Knot formation of dsDNA pushed inside a nanochannel

TL;DR

This study uses computer simulations to explore how DNA knots form under compression in nanochannels, revealing factors that influence knot probability and localization, which aids understanding of DNA behavior in nanopores.

Contribution

It provides the first detailed molecular mechanism insights into DNA knot formation under compression in nanochannels through in silico experiments.

Findings

Knot formation probability varies non-monotonically with persistence length.

Increasing piston speed significantly enhances knot formation.
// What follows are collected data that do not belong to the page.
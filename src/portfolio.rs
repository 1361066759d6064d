//! Portfolio state, fees and position tracking.

use crate::types::{EquityPoint, Position, RoundTrip};
use chrono::NaiveDate;
use serde::{Deserialize, Serialize};
use std::collections::BTreeMap;
use tracing::debug;

/// Which side of a round trip pays the proportional fee.
#[derive(Debug, Clone, Copy, PartialEq, Eq, Default, Serialize, Deserialize)]
#[serde(rename_all = "snake_case")]
pub enum FeeSchedule {
    /// Same proportional fee on entry and exit.
    #[default]
    EntryAndExit,
    /// Fee on entry only.
    EntryOnly,
}

/// How much cash an entry deploys.
#[derive(Debug, Clone, Copy, PartialEq, Eq, Default, Serialize, Deserialize)]
#[serde(rename_all = "snake_case")]
pub enum Allocation {
    /// All available cash.
    AllCash,
    /// `initial_capital / n_instruments`, capped by available cash.
    #[default]
    EqualWeight,
}

/// Configuration for trade execution costs.
#[derive(Debug, Clone, PartialEq, Serialize, Deserialize)]
pub struct CostModel {
    /// Fee as a fraction of trade value.
    pub fee_rate: f64,
    #[serde(default)]
    pub schedule: FeeSchedule,
}

impl Default for CostModel {
    fn default() -> Self {
        Self {
            fee_rate: 0.001, // 10 bps
            schedule: FeeSchedule::EntryAndExit,
        }
    }
}

impl CostModel {
    /// Create a zero-cost model.
    pub fn zero() -> Self {
        Self {
            fee_rate: 0.0,
            schedule: FeeSchedule::EntryAndExit,
        }
    }

    pub fn new(fee_rate: f64, schedule: FeeSchedule) -> Self {
        Self { fee_rate, schedule }
    }

    pub fn entry_fee(&self, trade_value: f64) -> f64 {
        trade_value * self.fee_rate
    }

    pub fn exit_fee(&self, trade_value: f64) -> f64 {
        match self.schedule {
            FeeSchedule::EntryAndExit => trade_value * self.fee_rate,
            FeeSchedule::EntryOnly => 0.0,
        }
    }
}

/// Cash, open positions and the resulting equity curve.
///
/// Cash and quantities never go negative: entries spend at most the
/// available cash and exits always liquidate in full.
#[derive(Debug, Clone)]
pub struct Portfolio {
    /// Available cash.
    pub cash: f64,
    pub initial_capital: f64,
    positions: BTreeMap<String, Position>,
    round_trips: Vec<RoundTrip>,
    equity_curve: Vec<EquityPoint>,
    cost_model: CostModel,
    peak_equity: f64,
    /// Fees charged since the last recorded equity point.
    pending_fees: f64,
    total_fees: f64,
}

impl Portfolio {
    /// Create a new portfolio with initial capital.
    pub fn new(initial_capital: f64) -> Self {
        Self::with_cost_model(initial_capital, CostModel::default())
    }

    /// Create a portfolio with a custom cost model.
    pub fn with_cost_model(initial_capital: f64, cost_model: CostModel) -> Self {
        Self {
            cash: initial_capital,
            initial_capital,
            positions: BTreeMap::new(),
            round_trips: Vec::new(),
            equity_curve: Vec::new(),
            cost_model,
            peak_equity: initial_capital,
            pending_fees: 0.0,
            total_fees: 0.0,
        }
    }

    pub fn cost_model(&self) -> &CostModel {
        &self.cost_model
    }

    /// Open a position with up to `budget` of cash.
    ///
    /// Returns `false` without touching state when a position is already
    /// open or nothing can be bought.
    pub fn open(&mut self, instrument: &str, date: NaiveDate, price: f64, budget: f64) -> bool {
        if self.positions.contains_key(instrument) {
            debug!("{}: already holding, entry on {} ignored", instrument, date);
            return false;
        }
        let budget = budget.min(self.cash);
        if !(budget > 0.0 && price > 0.0 && price.is_finite()) {
            debug!("{}: no cash to deploy on {}", instrument, date);
            return false;
        }

        let fee = self.cost_model.entry_fee(budget);
        let quantity = (budget - fee) / price;
        self.cash -= budget;
        self.record_fee(fee);
        self.positions.insert(
            instrument.to_string(),
            Position {
                instrument: instrument.to_string(),
                open_date: date,
                quantity,
                entry_price: price,
                cost_basis: budget,
                entry_fee: fee,
            },
        );
        true
    }

    /// Liquidate a position in full.
    ///
    /// Returns `None` when nothing is held.
    pub fn close(&mut self, instrument: &str, date: NaiveDate, price: f64) -> Option<RoundTrip> {
        let Some(position) = self.positions.remove(instrument) else {
            debug!("{}: nothing held, exit on {} ignored", instrument, date);
            return None;
        };

        let proceeds = position.quantity * price;
        let fee = self.cost_model.exit_fee(proceeds);
        self.cash += proceeds - fee;
        self.record_fee(fee);

        let trip = RoundTrip {
            instrument: position.instrument,
            entry_date: position.open_date,
            exit_date: date,
            quantity: position.quantity,
            entry_price: position.entry_price,
            exit_price: price,
            fees: position.entry_fee + fee,
            net_pnl: proceeds - fee - position.cost_basis,
        };
        self.round_trips.push(trip.clone());
        Some(trip)
    }

    fn record_fee(&mut self, fee: f64) {
        self.pending_fees += fee;
        self.total_fees += fee;
    }

    /// Mark-to-market value of all open positions.
    pub fn positions_value(&self, prices: &BTreeMap<String, f64>) -> f64 {
        self.positions
            .iter()
            .map(|(name, pos)| pos.market_value(prices.get(name).copied().unwrap_or(pos.entry_price)))
            .sum()
    }

    pub fn equity(&self, prices: &BTreeMap<String, f64>) -> f64 {
        self.cash + self.positions_value(prices)
    }

    /// Record an equity point for `date`.
    ///
    /// `market_pnl` is the mark-to-market change of positions carried into
    /// the date; fees charged since the previous point are attached here.
    pub fn record_equity(
        &mut self,
        date: NaiveDate,
        prices: &BTreeMap<String, f64>,
        market_pnl: f64,
    ) -> &EquityPoint {
        let positions_value = self.positions_value(prices);
        let equity = self.cash + positions_value;
        self.peak_equity = self.peak_equity.max(equity);

        let drawdown = self.peak_equity - equity;
        let drawdown_pct = if self.peak_equity > 0.0 {
            drawdown / self.peak_equity * 100.0
        } else {
            0.0
        };
        let exposure = if equity > 0.0 {
            positions_value / equity
        } else {
            0.0
        };

        self.equity_curve.push(EquityPoint {
            date,
            equity,
            cash: self.cash,
            positions_value,
            exposure,
            fees: self.pending_fees,
            market_pnl,
            drawdown,
            drawdown_pct,
        });
        self.pending_fees = 0.0;
        &self.equity_curve[self.equity_curve.len() - 1]
    }

    pub fn position(&self, instrument: &str) -> Option<&Position> {
        self.positions.get(instrument)
    }

    pub fn has_position(&self, instrument: &str) -> bool {
        self.positions.contains_key(instrument)
    }

    pub fn positions(&self) -> &BTreeMap<String, Position> {
        &self.positions
    }

    pub fn round_trips(&self) -> &[RoundTrip] {
        &self.round_trips
    }

    pub fn equity_curve(&self) -> &[EquityPoint] {
        &self.equity_curve
    }

    pub fn total_fees(&self) -> f64 {
        self.total_fees
    }
}

#[cfg(test)]
mod tests {
    use super::*;

    fn day(d: u32) -> NaiveDate {
        NaiveDate::from_ymd_opt(2024, 3, d).unwrap()
    }

    fn prices(p: f64) -> BTreeMap<String, f64> {
        BTreeMap::from([("AAA".to_string(), p)])
    }

    #[test]
    fn test_open_charges_entry_fee() {
        let mut portfolio = Portfolio::with_cost_model(10_000.0, CostModel::new(0.01, FeeSchedule::EntryAndExit));
        assert!(portfolio.open("AAA", day(1), 100.0, 5_000.0));

        let position = portfolio.position("AAA").unwrap();
        assert!((position.quantity - 49.5).abs() < 1e-9);
        assert!((portfolio.cash - 5_000.0).abs() < 1e-9);
        assert!((portfolio.equity(&prices(100.0)) - 9_950.0).abs() < 1e-9);
    }

    #[test]
    fn test_double_entry_is_noop() {
        let mut portfolio = Portfolio::new(10_000.0);
        assert!(portfolio.open("AAA", day(1), 100.0, 5_000.0));
        let cash = portfolio.cash;
        assert!(!portfolio.open("AAA", day(2), 90.0, 5_000.0));
        assert_eq!(portfolio.cash, cash);
        assert_eq!(portfolio.positions().len(), 1);
    }

    #[test]
    fn test_budget_capped_by_cash() {
        let mut portfolio = Portfolio::with_cost_model(1_000.0, CostModel::zero());
        assert!(portfolio.open("AAA", day(1), 10.0, 5_000.0));
        assert_eq!(portfolio.cash, 0.0);
        assert!(!portfolio.open("BBB", day(1), 10.0, 5_000.0));
    }

    #[test]
    fn test_round_trip_with_exit_fee() {
        let mut portfolio = Portfolio::with_cost_model(10_000.0, CostModel::new(0.01, FeeSchedule::EntryAndExit));
        portfolio.open("AAA", day(1), 100.0, 10_000.0);
        let trip = portfolio.close("AAA", day(5), 110.0).unwrap();

        // 99 units bought, sold for 10_890 less a 108.9 fee.
        assert!((trip.quantity - 99.0).abs() < 1e-9);
        assert!((trip.fees - 208.9).abs() < 1e-9);
        assert!((trip.net_pnl - 781.1).abs() < 1e-9);
        assert!((portfolio.cash - 10_781.1).abs() < 1e-9);
        assert!(!portfolio.has_position("AAA"));
    }

    #[test]
    fn test_entry_only_round_trip_at_flat_price() {
        let mut portfolio = Portfolio::with_cost_model(10_000.0, CostModel::new(0.002, FeeSchedule::EntryOnly));
        portfolio.open("AAA", day(1), 50.0, 10_000.0);
        portfolio.close("AAA", day(9), 50.0);
        assert!((portfolio.cash - 10_000.0 * (1.0 - 0.002)).abs() < 1e-9);
    }

    #[test]
    fn test_exit_without_position_is_noop() {
        let mut portfolio = Portfolio::new(10_000.0);
        assert!(portfolio.close("AAA", day(1), 100.0).is_none());
        assert_eq!(portfolio.cash, 10_000.0);
        assert!(portfolio.round_trips().is_empty());
    }

    #[test]
    fn test_record_equity_tracks_exposure_and_fees() {
        let mut portfolio = Portfolio::with_cost_model(10_000.0, CostModel::new(0.01, FeeSchedule::EntryAndExit));
        portfolio.open("AAA", day(1), 100.0, 5_000.0);
        let point = portfolio.record_equity(day(1), &prices(100.0), 0.0).clone();
        assert!((point.fees - 50.0).abs() < 1e-9);
        assert!((point.exposure - 4_950.0 / 9_950.0).abs() < 1e-12);

        let point = portfolio.record_equity(day(2), &prices(90.0), -495.0).clone();
        assert_eq!(point.fees, 0.0);
        assert!((point.equity - 9_455.0).abs() < 1e-9);
        assert!(point.drawdown_pct > 0.0);
    }
}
Knots are more abundant and delocalized under compression than at equilibrium.

Abstract

Recent experiments demonstrated that knots in single DNA strands can be formed by hydrodynamic compression in a nanochannel. In this letter, we further elucidate the underlying molecular mechanisms by carrying out a compression experiment in silico, where an equilibrated coarse-grained double-stranded DNA confined in a square channel is pushed by a piston. The probability of forming knots is a non-monotonic function of the persistence length and can be enhanced significantly by increasing the piston speed. Under compression, knots are abundant and delocalized due to a backfolding mechanism from which chain-spanning loops emerge, while knots are less frequent and only weakly localized in equilibrium. Our in silico study thus provides insights into the formation, origin and control of DNA knots in nanopores.